Braceando por salir de la bañera se golpeó brazos y piernas, así que ahora solo
es capaz de arrastrarse hacia el agujero
que su compañera acaba de dejar al descubierto con mucho esfuerzo. Paola ayuda
a Antón empujándolo para que se deslice por la rampa que da a algún lugar del
subsuelo, pero en el momento en que ella está a punto de seguirle desaparece
como si algo la absorbiese. Antón, aterrado por la idea de que aquello que le había atacado volviera a
cebarse con él, agarró un extremo de la alfombra que había apartado Paola y se
tapó, intentando esconderse así de la vista de aquel demonio asesino. Se
encogió en posición fetal y, temblando, escondió todo lo que pudo la cabeza
entre las rodillas, sin atreverse casi a respirar. La parte más racional de su
cerebro le decía que se dejase resbalar y fuera a dar lo más lejos posible del
horror que había vivido, pero la parte que gobernaba sus sentimientos le
reprochaba su actuación cobarde. Paola le había salvado de morir ahogado,
jugándose la vida para ayudarlo a escapar, y ahora él se encontraba temblando
como un bebé, sin ser capaz de mover un dedo por su amiga. Sabía que cada
segundo que pasara era importante, y la imagen de sus compañeros de viaje
colgando de una cuerda le machacaba la mente como si de un mismísimo martillo
se tratara. Finalmente se impuso su instinto de supervivencia y, tratando de
convencerse de que sus músculos actuaron por voluntad propia y en contra de sí
mismo, se dejó caer al vacío.
AMANECER
Antón se despierta
aturdido. Se encuentra desayunando, preparando con calma sus tostadas,
untándolas con la maravillosa mantequilla casera que les ofrece el dueño del
bar donde habían parado a dormir. No da crédito a lo que ve. Ya no está en
ningún agujero, y ha desaparecido el dolor de cabeza y de todo el cuerpo.
Suelta el cuchillo de untar y se palpa la nariz, descubriendo que no está rota.

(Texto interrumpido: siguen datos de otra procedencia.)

#[cfg(test)]
mod tests {
    use super::*;
    use crate::input::StaticInput;
    use crate::transport::ExecOutput;
    use secrecy::ExposeSecret;
    use std::sync::atomic::{AtomicUsize, Ordering};
    use std::sync::{Arc, Mutex};

    #[derive(Default)]
    struct Counters {
        connects: AtomicUsize,
        closes: AtomicUsize,
        passwords: Mutex<Vec<String>>,
    }

    struct EchoTransport {
        counters: Arc<Counters>,
        fail_close: bool,
    }

    impl Transport for EchoTransport {
        async fn exec(&mut self, command: &str, _timeout: Duration) -> Result<ExecOutput> {
            let (stdout, exit_status) = match command {
                "bogus" => ("% Invalid input".to_string(), Some(0)),
                "false" => (String::new(), Some(1)),
                other => (format!("{other}\n"), Some(0)),
            };
            Ok(ExecOutput {
                stdout,
                stderr: String::new(),
                exit_status,
            })
        }

        async fn interact(
            &mut self,
            _events: &[InteractiveEvent],
            _timeout: Duration,
        ) -> Result<InteractiveResult> {
            Ok(InteractiveResult::new(vec![], Duration::ZERO))
        }

        async fn download(&mut self, _: &str, _: &Path, _: Duration) -> Result<u64> {
            Ok(0)
        }

        async fn close(&mut self) -> Result<()> {
            self.counters.closes.fetch_add(1, Ordering::SeqCst);
            if self.fail_close {
                return Err(TransportError::Disconnected.into());
            }
            Ok(())
        }
    }

    struct EchoConnector {
        counters: Arc<Counters>,
        refuse: bool,
        fail_close: bool,
    }

    impl Connector for EchoConnector {
        type Transport = EchoTransport;

        async fn connect(&self, config: SshConfig) -> Result<EchoTransport> {
            self.counters.connects.fetch_add(1, Ordering::SeqCst);
            if let Some(p) = config.auth.password() {
                self.counters
                    .passwords
                    .lock()
                    .unwrap()
                    .push(p.expose_secret().to_string());
            }
            if self.refuse {
                return Err(TransportError::AuthenticationFailed {
                    user: config.username,
                }
                .into());
            }
            Ok(EchoTransport {
                counters: self.counters.clone(),
                fail_close: self.fail_close,
            })
        }
    }

    fn manager(refuse: bool, fail_close: bool) -> (SessionManager<EchoConnector>, Arc<Counters>) {
        let counters = Arc::new(Counters::default());
        let connector = EchoConnector {
            counters: counters.clone(),
            refuse,
            fail_close,
        };
        (
            SessionManager::builder(connector).prompt_password().build(),
            counters,
        )
    }

    #[tokio::test]
    async fn test_execute_requires_active_session() {
        let (manager, _) = manager(false, false);
        let mut session = manager.session("leaf1", "admin");
        let err = session.execute("show version").await.unwrap_err();
        assert!(matches!(err, Error::Transport(TransportError::NotConnected)));
    }

    #[tokio::test]
    async fn test_open_reuses_and_prompts_once() {
        let (manager, counters) = manager(false, false);
        let input = StaticInput::new().with_password("hunter2");
        let mut session = manager.session("leaf1", "admin");

        manager.open(&mut session, &input).await.unwrap();
        manager.open(&mut session, &input).await.unwrap();

        assert!(session.is_active());
        assert!(session.opened_at().is_some());
        assert_eq!(counters.connects.load(Ordering::SeqCst), 1);
        assert_eq!(*counters.passwords.lock().unwrap(), vec!["hunter2"]);

        let out = session.execute("show hostname").await.unwrap();
        assert_eq!(out.stdout, "show hostname");
        assert!(out.is_success());
    }

    #[tokio::test]
    async fn test_run_converts_failures() {
        let (manager, _) = manager(false, false);
        let mut session = manager.session("leaf1", "admin");
        manager
            .open(&mut session, &StaticInput::new().with_password("x"))
            .await
            .unwrap();

        let err = session.run("bogus").await.unwrap_err();
        assert_eq!(err.kind(), crate::error::ErrorKind::Command);
        assert!(err.to_string().contains("% Invalid input"));

        let err = session.run("false").await.unwrap_err();
        assert!(err.to_string().contains("exit status 1"));
    }

    #[tokio::test]
    async fn test_close_is_idempotent() {
        let (manager, counters) = manager(false, true);
        let mut session = manager.session("leaf1", "admin");
        manager
            .open(&mut session, &StaticInput::new().with_password("x"))
            .await
            .unwrap();

        session.close().await;
        session.close().await;

        assert_eq!(session.state(), TransportState::Closed);
        assert_eq!(counters.closes.load(Ordering::SeqCst), 1);
        assert!(session.execute("show version").await.is_err());
        assert!(manager
            .open(&mut session, &StaticInput::new().with_password("x"))
            .await
            .is_err());
    }

    #[tokio::test]
    async fn test_close_after_failed_open() {
        let (manager, counters) = manager(true, false);
        let mut session = manager.session("leaf1", "admin");
        let err = manager
            .open(&mut session, &StaticInput::new().with_password("bad"))
            .await
            .unwrap_err();
        assert_eq!(err.kind(), crate::error::ErrorKind::Authentication);
        assert_eq!(session.state(), TransportState::Disconnected);

        session.close().await;
        session.close().await;
        assert_eq!(session.state(), TransportState::Closed);
        assert_eq!(counters.closes.load(Ordering::SeqCst), 0);
    }

    #[tokio::test]
    async fn test_scoped_closes_on_error_and_interrupt() {
        let (manager, counters) = manager(false, false);
        let input = StaticInput::new().with_password("x");

        let err = manager
            .scoped(
                "leaf1",
                "admin",
                &input,
                std::future::pending(),
                async |s: &mut Session<EchoTransport>| s.run("bogus").await.map(|_| ()),
            )
            .await
            .unwrap_err();
        assert_eq!(err.kind(), crate::error::ErrorKind::Command);
        assert_eq!(counters.closes.load(Ordering::SeqCst), 1);

        let err = manager
            .scoped(
                "leaf1",
                "admin",
                &input,
                tokio::time::sleep(Duration::from_millis(20)),
                async |_s: &mut Session<EchoTransport>| {
                    std::future::pending::<()>().await;
                    Ok(())
                },
            )
            .await
            .unwrap_err();
        assert!(matches!(err, Error::Interrupted));
        assert_eq!(counters.closes.load(Ordering::SeqCst), 2);
    }
}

Paola y Luca están tomando café tranquilamente. Se encuentran en perfectas condiciones.
Se pregunta donde estarán Marco y María,
pero de repente se acuerda de que decidieron irse y no visitar el pueblo
fantasma. Las imágenes pasan por delante de sus retinas como diapositivas a
toda velocidad: la lluvia, el encontrarse solo de repente, la casa vieja, la
bestia sin cara que le golpeó salvajemente y colgó a sus amigos, la bañera
llena de (estaba seguro) la sangre de otros desgraciados, Paola, su decisión de
no ayudarla… la miró fijamente hasta que ella, confusa, le devolvió la mirada
con un gesto de interrogación. Le preguntó si le pasaba algo, pero la vergüenza
hizo que Antón bajase la cabeza y contestase con un débil “no, nada”. El sol
brillaba a través de la ventana, y Luca se aventuraba a hablar sobre lo que se
encontrarían una vez que llegasen al pueblo, bajo la atenta mirada del dueño
del bar.
Por primera vez Antón
se fijó en él. Bajo y de facciones corrientes, nada hacía ver algo especial en
sus gestos, aunque algo le decía que aquel hombre escondía algo. En ese momento
estaba esperando a que acabasen de desayunar, apoyado sobre ambas piernas y con
las manos en los bolsillos. Sus miradas se encontraron y Antón notó como si una
luz le perforase el cerebro. No pudo sostener su mirada por mucho tiempo. Cerró
los ojos y cuando los volvió a abrir el hombre ya no estaba. Antón intentó
relajarse y pensar que todo lo que había pasado no era más que una horrible
pesadilla. No muy convencido, sigue a sus amigos hacia la furgoneta para
marcharse de allí lo antes posible e intentar convencerles de volver a casa
rápidamente, pero algo se lo impide. El dueño del bar, que apareció como de la
nada, le agarra del brazo y se deja llevar por él hacia el rincón de la barra
donde ya sabía que irían. Aterrado por todo lo que estaba reviviendo, fijó sus
pupilas en las del hombre y pudo ver en ellas que lo que había soñado se iba a
volver realidad inevitablemente. Temblando, recoge la bolsita que le
entrega. El hombre le hace un gesto de asentimiento y Antón la abre.